The human genome is a dense jungle of genes. Five genes can be combined in more than 1019 ways. Even worse, scientists cannot look at the human genome in one piece and instead must look at fragments and then try to piece the genome together as if it were an immense jigsaw puzzle.
Ben Raphael, Eli Upfal, and Fabio Vandin in the Department of Computer Science had been working on various ways to allow biologists to locate mutating genes and to determine which of those mutations could lead to cancer — “to find those mistakes,” as Raphael put it. With ovarian cancer, there were dozens, possibly hundreds, of genes that could cause cancer. The trick was to find which genes partner with other genes to carry out the cancer-causing sequence.
“Instead of identifying individual players, can we identify the conspiracy?” said Raphael, associate professor of computer science at the Center for Computational Molecular Biology.
“That’s an algorithmic problem now,” Raphael said. “You have these individual genes, now identify the conspirators.”
But finding the target in any good conspiracy is never easy. So the team at Brown created a heat-seeker of sorts, which they call HotNet.
The algorithm treats mutated genes as heat sources and measures the intensity of the heat. When mutated genes cluster together, the “heat” generated by the group is more intense than the heat from a pair of mutated genes. This helps researchers to distinguish random mutated genes from concentrated groupings and to determine whether clusters “are other than random mutations,” Raphael said. “Are these hotspots in my data different than what I’d find with random data? Am I surprised by it?”

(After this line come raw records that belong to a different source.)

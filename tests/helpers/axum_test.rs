// ABOUTME: Axum HTTP testing utilities for integration tests
// ABOUTME: Drives a Router in-process with tower oneshot, no listener required

use axum::{
    body::Body,
    http::{header, HeaderMap, Method, Request, StatusCode},
    Router,
};
use serde::Serialize;
use tower::ServiceExt;

/// Helper to build and execute HTTP requests against Axum routers
pub struct AxumTestRequest {
    method: Method,
    uri: String,
    headers: Vec<(String, String)>,
    body: Option<String>,
}

impl AxumTestRequest {
    /// Create a new GET request
    pub fn get(uri: &str) -> Self {
        Self {
            method: Method::GET,
            uri: uri.to_owned(),
            headers: Vec::new(),
            body: None,
        }
    }

    /// Create a new POST request
    pub fn post(uri: &str) -> Self {
        Self {
            method: Method::POST,
            uri: uri.to_owned(),
            headers: Vec::new(),
            body: None,
        }
    }

    /// Add a header to the request
    pub fn header(mut self, key: &str, value: &str) -> Self {
        self.headers.push((key.to_owned(), value.to_owned()));
        self
    }

    /// Add JSON body to the request
    pub fn json<T: Serialize>(mut self, data: &T) -> Self {
        self.body = Some(serde_json::to_string(data).expect("Failed to serialize JSON"));
        self.headers.push((
            header::CONTENT_TYPE.as_str().to_owned(),
            "application/json".to_owned(),
        ));
        self
    }

    /// Add a raw body, labelled as JSON, without serializing it
    pub fn raw_json(mut self, body: &str) -> Self {
        self.body = Some(body.to_owned());
        self.headers.push((
            header::CONTENT_TYPE.as_str().to_owned(),
            "application/json".to_owned(),
        ));
        self
    }

    /// Add a raw body with no content type
    pub fn raw(mut self, body: &str) -> Self {
        self.body = Some(body.to_owned());
        self
    }

    /// Execute the request against an Axum router
    pub async fn send(self, app: Router) -> AxumTestResponse {
        let mut builder = Request::builder().method(self.method).uri(self.uri);

        for (key, value) in self.headers {
            builder = builder.header(key, value);
        }

        let body = self.body.unwrap_or_default();
        let request = builder
            .body(Body::from(body))
            .expect("Failed to build request");

        let response = app
            .oneshot(request)
            .await
            .expect("Failed to execute request");

        AxumTestResponse::from_response(response).await
    }
}

/// Wrapper around Axum HTTP response for testing
pub struct AxumTestResponse {
    status: StatusCode,
    headers: HeaderMap,
    body: Vec<u8>,
}

impl AxumTestResponse {
    /// Create from response by eagerly reading the body
    async fn from_response(response: axum::http::Response<Body>) -> Self {
        use axum::body::to_bytes;
        let status = response.status();
        let headers = response.headers().clone();
        let body = to_bytes(response.into_body(), usize::MAX)
            .await
            .expect("Failed to read response body")
            .to_vec();
        Self {
            status,
            headers,
            body,
        }
    }

    /// Get the response status code as u16 for easy assertion
    pub const fn status(&self) -> u16 {
        self.status.as_u16()
    }

    /// Get a response header value as a string
    pub fn header(&self, name: &str) -> Option<&str> {
        self.headers.get(name).and_then(|v| v.to_str().ok())
    }

    /// Get the response body as a JSON value
    pub fn json<T: serde::de::DeserializeOwned>(self) -> T {
        serde_json::from_slice(&self.body).expect("Failed to deserialize JSON response")
    }

    /// Assert that the status code matches
    pub fn assert_status(self, expected: StatusCode) -> Self {
        assert_eq!(
            self.status, expected,
            "Expected status {}, got {}",
            expected, self.status
        );
        self
    }
}
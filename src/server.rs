// ABOUTME: NutritionServer service object owning configuration, scorer, and listener
// ABOUTME: Builds the layered axum router and serves it with graceful shutdown
//
// SPDX-License-Identifier: MIT OR Apache-2.0
// Copyright (c) 2025 Pierre Fitness Intelligence

//! HTTP server
//!
//! Nothing binds a port at load time. Callers construct a [`NutritionServer`]
//! from a [`ServerConfig`] and a scorer, then either take its [`Router`] for
//! in-process testing or call [`NutritionServer::run`] / [`NutritionServer::serve`].

use crate::config::environment::ServerConfig;
use crate::intelligence::{LinearScorer, MealScorer};
use crate::middleware::{create_request_span, setup_cors};
use crate::routes::{HealthRoutes, HomeRoutes, NutritionRoutes};
use anyhow::{Context, Result};
use axum::{extract::DefaultBodyLimit, Router};
use std::future::Future;
use std::net::SocketAddr;
use std::sync::Arc;
use tokio::net::TcpListener;
use tower::ServiceBuilder;
use tower_http::{
    request_id::{MakeRequestUuid, PropagateRequestIdLayer, SetRequestIdLayer},
    timeout::TimeoutLayer,
    trace::TraceLayer,
};
use tracing::info;

/// The nutritional score HTTP service
pub struct NutritionServer {
    config: Arc<ServerConfig>,
    scorer: Arc<dyn MealScorer>,
}

impl NutritionServer {
    /// Create a server that scores with the linear formula
    #[must_use]
    pub fn new(config: ServerConfig) -> Self {
        Self::with_scorer(config, Arc::new(LinearScorer))
    }

    /// Create a server with an injected scorer
    #[must_use]
    pub fn with_scorer(config: ServerConfig, scorer: Arc<dyn MealScorer>) -> Self {
        Self {
            config: Arc::new(config),
            scorer,
        }
    }

    /// Configuration this server was built with
    #[must_use]
    pub fn config(&self) -> &ServerConfig {
        &self.config
    }

    /// Build the complete router with all middleware layers
    #[must_use]
    pub fn router(&self) -> Router {
        let middleware = ServiceBuilder::new()
            .layer(SetRequestIdLayer::x_request_id(MakeRequestUuid))
            .layer(TraceLayer::new_for_http().make_span_with(create_request_span))
            .layer(PropagateRequestIdLayer::x_request_id())
            .layer(TimeoutLayer::new(self.config.http.request_timeout()))
            .layer(setup_cors(&self.config));

        Router::new()
            .merge(HomeRoutes::routes())
            .merge(HealthRoutes::routes())
            .merge(NutritionRoutes::routes(Arc::clone(&self.scorer)))
            .fallback(HomeRoutes::handle_not_found)
            .layer(DefaultBodyLimit::max(self.config.http.max_request_body_bytes))
            .layer(middleware)
    }

    /// Bind the configured host and port
    ///
    /// # Errors
    ///
    /// Returns an error if the address cannot be resolved or bound
    pub async fn bind(&self) -> Result<TcpListener> {
        let address = self.config.bind_address();
        TcpListener::bind(&address)
            .await
            .with_context(|| format!("Failed to bind {address}"))
    }

    /// Bind and serve until Ctrl+C
    ///
    /// # Errors
    ///
    /// Returns an error if binding fails or the server stops abnormally
    pub async fn run(self) -> Result<()> {
        let listener = self.bind().await?;
        self.serve(listener, shutdown_signal()).await
    }

    /// Serve on an already bound listener until `shutdown` resolves
    ///
    /// # Errors
    ///
    /// Returns an error if the server stops abnormally
    pub async fn serve<F>(self, listener: TcpListener, shutdown: F) -> Result<()>
    where
        F: Future<Output = ()> + Send + 'static,
    {
        let local_addr: SocketAddr = listener.local_addr()?;
        info!("Server running on http://{local_addr}");

        axum::serve(listener, self.router())
            .with_graceful_shutdown(shutdown)
            .await
            .context("HTTP server terminated with an error")?;

        info!("Server stopped");
        Ok(())
    }
}

/// Resolves on Ctrl+C
async fn shutdown_signal() {
    if let Err(e) = tokio::signal::ctrl_c().await {
        tracing::warn!("Failed to listen for shutdown signal: {e}");
        std::future::pending::<()>().await;
    }
    info!("Shutdown signal received");
}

Vandin began developing HotNet as a class project as a visiting graduate student from the University of Padua, Italy. After earning his doctorate, Vandin returned to Brown as a postdoctoral researcher to continue refining the algorithm, supported by a grant from the National Science Foundation.

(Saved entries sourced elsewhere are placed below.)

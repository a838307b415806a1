use glam::DVec2;
use uv_atlas_core::config::{AtlasConfig, MaxRectsHeuristic, PackingAlgorithm, SkylineHeuristic};
use uv_atlas_core::model::Rect;
use uv_atlas_core::packer::{AtlasPacker, GridPacker, PackingBox, RectPacker};

fn disjoint(rects: &[Rect]) -> bool {
    for i in 0..rects.len() {
        for j in (i + 1)..rects.len() {
            if rects[i].overlaps(&rects[j]) {
                return false;
            }
        }
    }
    true
}

fn random_sizes(seed: u64, n: usize) -> Vec<DVec2> {
    use rand::{Rng, SeedableRng};
    let mut rng = rand::rngs::StdRng::seed_from_u64(seed);
    (0..n)
        .map(|_| DVec2::new(rng.gen_range(0.001..0.2), rng.gen_range(0.001..0.2)))
        .collect()
}

fn all_primitives() -> Vec<GridPacker> {
    let mut out = Vec::new();
    for h in [
        MaxRectsHeuristic::BestAreaFit,
        MaxRectsHeuristic::BestShortSideFit,
        MaxRectsHeuristic::BestLongSideFit,
        MaxRectsHeuristic::BottomLeft,
        MaxRectsHeuristic::ContactPoint,
    ] {
        let cfg = AtlasConfig::builder()
            .algorithm(PackingAlgorithm::MaxRects)
            .mr_heuristic(h)
            .grid_resolution(128)
            .build();
        out.push(GridPacker::from_config(&cfg));
    }
    for h in [SkylineHeuristic::BottomLeft, SkylineHeuristic::MinWaste] {
        let cfg = AtlasConfig::builder()
            .algorithm(PackingAlgorithm::Skyline)
            .skyline_heuristic(h)
            .grid_resolution(128)
            .build();
        out.push(GridPacker::from_config(&cfg));
    }
    out
}

#[test]
fn every_primitive_places_all_sizes_without_overlap() {
    let sizes = random_sizes(42, 120);
    for mut packer in all_primitives() {
        let placements = packer.pack(&sizes).unwrap();
        assert_eq!(placements.origins.len(), sizes.len());
        let rects: Vec<Rect> = placements
            .origins
            .iter()
            .zip(&sizes)
            .map(|(o, s)| Rect::new(o.x, o.y, s.x, s.y))
            .collect();
        assert!(disjoint(&rects), "{:?} overlaps", packer.algorithm);
        for r in &rects {
            assert!(r.x >= 0.0 && r.y >= 0.0);
            assert!(r.max().x <= placements.extent.x + 1e-12);
            assert!(r.max().y <= placements.extent.y + 1e-12);
        }
    }
}

#[test]
fn grid_packer_is_repeatable() {
    let sizes = random_sizes(7, 60);
    let mut a = GridPacker::default();
    let mut b = GridPacker::default();
    assert_eq!(a.pack(&sizes).unwrap(), b.pack(&sizes).unwrap());
}

#[test]
fn one_huge_box_among_tiny_ones_still_fits() {
    let mut sizes = vec![DVec2::splat(0.001); 50];
    sizes.push(DVec2::new(5.0, 0.2));
    let mut packer = GridPacker {
        resolution: 32,
        ..GridPacker::default()
    };
    let placements = packer.pack(&sizes).unwrap();
    assert!(placements.extent.x >= 5.0);
}

#[test]
fn atlas_packer_over_grid_normalizes_into_unit_square() {
    let sizes = random_sizes(99, 40);
    let mut boxes: Vec<PackingBox<usize>> = sizes
        .iter()
        .enumerate()
        .map(|(i, s)| PackingBox::new(Rect::new(0.0, 0.0, s.x, s.y), i))
        .collect();
    let cfg = AtlasConfig::builder().grid_resolution(64).build();
    let mut packer = AtlasPacker::new(GridPacker::from_config(&cfg), 5, Some(3));
    let report = packer.pack(&mut boxes).unwrap();
    assert!(report.score > 0.0);
    let rects: Vec<Rect> = boxes.iter().filter_map(|b| b.best).collect();
    assert_eq!(rects.len(), boxes.len());
    assert!(disjoint(&rects));
    let max = rects.iter().fold(DVec2::ZERO, |acc, r| acc.max(r.max()));
    assert!((max.x.max(max.y) - 1.0).abs() < 1e-9, "{max}");
}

“I found the problem of identifying the significant mutations not only extremely important, but also challenging and fascinating,” Vandin said. “Looking at previous approaches, what was missing was a clever way to combine the interaction information with the mutation data and an efficient statistical test — two of the main features of HotNet.”

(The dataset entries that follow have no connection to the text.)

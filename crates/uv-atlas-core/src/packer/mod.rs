use crate::error::{AtlasError, Result};
use crate::model::{GridRect, Rect};
use glam::DVec2;
use rand::SeedableRng;
use rand::rngs::StdRng;
use rand::seq::SliceRandom;
use serde::{Deserialize, Serialize};
use tracing::{debug, warn};

pub mod grid;
pub mod maxrects;
pub mod skyline;

pub use grid::GridPacker;

/// Output of one call to a rectangle-packing primitive.
#[derive(Debug, Clone, PartialEq)]
pub struct Placements {
    /// Minimum corner of every input size, in input order.
    pub origins: Vec<DVec2>,
    /// Extent of the packed arrangement measured from the origin.
    pub extent: DVec2,
}

/// A rectangle-packing primitive.
///
/// Implementations place every size without overlap and without rotation, or fail.
/// The result may depend on input order.
pub trait RectPacker {
    fn pack(&mut self, sizes: &[DVec2]) -> Result<Placements>;
}

impl<T: RectPacker + ?Sized> RectPacker for Box<T> {
    fn pack(&mut self, sizes: &[DVec2]) -> Result<Placements> {
        (**self).pack(sizes)
    }
}

impl<T: RectPacker + ?Sized> RectPacker for &mut T {
    fn pack(&mut self, sizes: &[DVec2]) -> Result<Placements> {
        (**self).pack(sizes)
    }
}

/// An integer bin that places rectangles one by one.
pub trait GridBin {
    fn insert(&mut self, w: u32, h: u32) -> Option<GridRect>;
}

/// A rectangle handed to [`AtlasPacker`], with the best placement found so far.
#[derive(Debug, Clone)]
pub struct PackingBox<R> {
    pub rect: Rect,
    pub best: Option<Rect>,
    pub reference: R,
}

impl<R> PackingBox<R> {
    pub fn new(rect: Rect, reference: R) -> Self {
        Self {
            rect,
            best: None,
            reference,
        }
    }
}

/// Outcome of a single packing round.
#[derive(Debug, Clone, Copy, Serialize, Deserialize, PartialEq)]
pub struct PackRound {
    pub round: usize,
    /// None when the primitive failed or returned a non-finite extent.
    pub score: Option<f64>,
    /// Best score after this round.
    pub best: Option<f64>,
    pub improved: bool,
}

#[derive(Debug, Clone, Default, Serialize, Deserialize, PartialEq)]
pub struct PackReport {
    pub score: f64,
    pub rounds: Vec<PackRound>,
}

/// Best-of-N packing over randomized box orders.
pub struct AtlasPacker<P> {
    primitive: P,
    rounds: usize,
    rng: StdRng,
}

impl<P: RectPacker> AtlasPacker<P> {
    pub fn new(primitive: P, rounds: usize, seed: Option<u64>) -> Self {
        let rng = match seed {
            Some(seed) => StdRng::seed_from_u64(seed),
            None => StdRng::from_entropy(),
        };
        Self {
            primitive,
            rounds: rounds.max(1),
            rng,
        }
    }

    /// Packs `boxes` and stores each box's placement, normalized into `0..1`, in `best`.
    pub fn pack<R>(&mut self, boxes: &mut [PackingBox<R>]) -> Result<PackReport> {
        if boxes.is_empty() {
            return Ok(PackReport::default());
        }
        for (i, b) in boxes.iter().enumerate() {
            let r = b.rect;
            if !(r.w.is_finite() && r.h.is_finite() && r.w > 0.0 && r.h > 0.0) {
                return Err(AtlasError::InvalidBox(format!(
                    "box #{i} has size {}x{}",
                    r.w, r.h
                )));
            }
        }

        let mut order: Vec<usize> = (0..boxes.len()).collect();
        let mut best_score: Option<f64> = None;
        let mut report = PackReport::default();
        for round in 0..self.rounds {
            if round > 0 {
                order.shuffle(&mut self.rng);
            }
            let sizes: Vec<DVec2> = order.iter().map(|&i| boxes[i].rect.size()).collect();
            let score = match self.primitive.pack(&sizes) {
                Ok(placements) => {
                    if placements.origins.len() != sizes.len() {
                        return Err(AtlasError::InvalidPlacement(format!(
                            "{} origins for {} boxes",
                            placements.origins.len(),
                            sizes.len()
                        )));
                    }
                    let score = placements.extent.x.max(placements.extent.y);
                    let usable = score.is_finite()
                        && score > 0.0
                        && placements.origins.iter().all(|o| o.is_finite());
                    if usable && best_score.is_none_or(|best| score < best) {
                        for (&i, origin) in order.iter().zip(&placements.origins) {
                            let size = boxes[i].rect.size();
                            boxes[i].best = Some(Rect::new(origin.x, origin.y, size.x, size.y));
                        }
                        best_score = Some(score);
                        report.rounds.push(PackRound {
                            round,
                            score: Some(score),
                            best: best_score,
                            improved: true,
                        });
                        debug!(round, score, "packing round improved");
                        continue;
                    }
                    usable.then_some(score)
                }
                Err(e) => {
                    warn!(round, error = %e, "packing round failed");
                    None
                }
            };
            debug!(round, ?score, best = ?best_score, "packing round discarded");
            report.rounds.push(PackRound {
                round,
                score,
                best: best_score,
                improved: false,
            });
        }

        let Some(score) = best_score else {
            return Err(AtlasError::NoFiniteScore {
                rounds: self.rounds,
            });
        };
        for b in boxes.iter_mut() {
            b.best = b.best.map(|r| r.scale(1.0 / score));
        }
        report.score = score;
        Ok(report)
    }

    pub fn primitive(&self) -> &P {
        &self.primitive
    }
}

The paper, published in Nature in late June by the Cancer Genome Atlas Research Network, confirmed that mutations in a single gene — TP53 — are present in more than 96 percent of serous adenocarcinoma, the most prevalent form of ovarian cancer.
“Since TP53 is mutated in so many tumors, the gene is easy to identify on its own,” Raphael said. “HotNet is geared toward finding more subtle signals in the data that result from mutations across multiple genes. In the ovarian cancer study, HotNet pinpointed the Notch signaling pathway and the cohesin protein complex (involved in DNA repair) as significantly mutated. Neither of these was apparent by examining individual genes.”
Raphael said HotNet can be used to hunt for the genes responsible for causing other types of cancer. “We can use (the algorithm) in theory on any type of data, including non-biological,” he added.